== Segment start ==

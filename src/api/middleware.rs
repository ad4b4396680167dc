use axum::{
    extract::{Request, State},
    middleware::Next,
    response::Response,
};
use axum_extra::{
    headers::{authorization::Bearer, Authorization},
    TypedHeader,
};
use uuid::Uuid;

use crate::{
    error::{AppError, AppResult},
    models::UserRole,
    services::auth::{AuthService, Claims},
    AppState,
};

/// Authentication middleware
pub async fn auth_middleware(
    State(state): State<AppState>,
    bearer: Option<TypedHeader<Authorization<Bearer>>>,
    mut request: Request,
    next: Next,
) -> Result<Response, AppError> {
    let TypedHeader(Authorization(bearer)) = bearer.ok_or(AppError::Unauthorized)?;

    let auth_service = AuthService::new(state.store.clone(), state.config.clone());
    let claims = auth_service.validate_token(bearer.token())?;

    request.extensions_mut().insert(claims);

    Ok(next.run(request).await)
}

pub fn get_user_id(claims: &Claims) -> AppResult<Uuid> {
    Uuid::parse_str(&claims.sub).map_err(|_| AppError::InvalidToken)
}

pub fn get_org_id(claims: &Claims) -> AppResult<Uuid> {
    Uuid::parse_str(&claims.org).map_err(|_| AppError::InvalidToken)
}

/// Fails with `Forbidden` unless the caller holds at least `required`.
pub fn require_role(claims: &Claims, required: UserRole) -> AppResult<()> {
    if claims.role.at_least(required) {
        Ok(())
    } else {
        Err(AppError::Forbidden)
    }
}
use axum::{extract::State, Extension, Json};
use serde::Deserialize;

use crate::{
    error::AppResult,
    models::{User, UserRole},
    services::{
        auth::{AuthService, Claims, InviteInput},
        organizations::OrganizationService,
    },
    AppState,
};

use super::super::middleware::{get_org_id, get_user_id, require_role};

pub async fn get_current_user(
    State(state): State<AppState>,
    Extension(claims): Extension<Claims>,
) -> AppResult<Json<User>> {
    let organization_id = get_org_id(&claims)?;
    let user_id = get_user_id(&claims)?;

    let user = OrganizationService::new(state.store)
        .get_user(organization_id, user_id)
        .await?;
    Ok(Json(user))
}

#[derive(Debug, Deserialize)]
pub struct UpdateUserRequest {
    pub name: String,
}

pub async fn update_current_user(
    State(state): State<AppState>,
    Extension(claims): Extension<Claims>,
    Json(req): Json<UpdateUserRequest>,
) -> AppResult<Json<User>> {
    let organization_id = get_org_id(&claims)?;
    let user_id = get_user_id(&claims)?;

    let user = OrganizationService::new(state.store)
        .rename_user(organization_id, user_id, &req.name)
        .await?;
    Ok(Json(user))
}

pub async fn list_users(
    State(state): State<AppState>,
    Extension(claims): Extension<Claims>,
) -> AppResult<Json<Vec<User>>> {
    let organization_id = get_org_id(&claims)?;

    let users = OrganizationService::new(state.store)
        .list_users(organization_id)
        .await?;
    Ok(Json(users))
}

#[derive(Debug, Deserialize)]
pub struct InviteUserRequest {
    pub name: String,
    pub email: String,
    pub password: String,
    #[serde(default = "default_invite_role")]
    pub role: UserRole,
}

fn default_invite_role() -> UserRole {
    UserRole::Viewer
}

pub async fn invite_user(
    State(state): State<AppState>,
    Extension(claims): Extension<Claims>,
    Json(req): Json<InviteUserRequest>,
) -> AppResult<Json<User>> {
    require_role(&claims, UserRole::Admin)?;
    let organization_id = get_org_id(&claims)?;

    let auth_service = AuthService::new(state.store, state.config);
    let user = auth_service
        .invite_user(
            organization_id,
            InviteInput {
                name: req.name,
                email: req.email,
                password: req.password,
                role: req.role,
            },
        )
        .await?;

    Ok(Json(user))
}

== Segment end ==

### Task prompt
Wherever a line contains the string "Uuid", copy that line from the data.

### Written answer
use uuid::Uuid;
pub fn get_user_id(claims: &Claims) -> AppResult<Uuid> {
    Uuid::parse_str(&claims.sub).map_err(|_| AppError::InvalidToken)
pub fn get_org_id(claims: &Claims) -> AppResult<Uuid> {
    Uuid::parse_str(&claims.org).map_err(|_| AppError::InvalidToken)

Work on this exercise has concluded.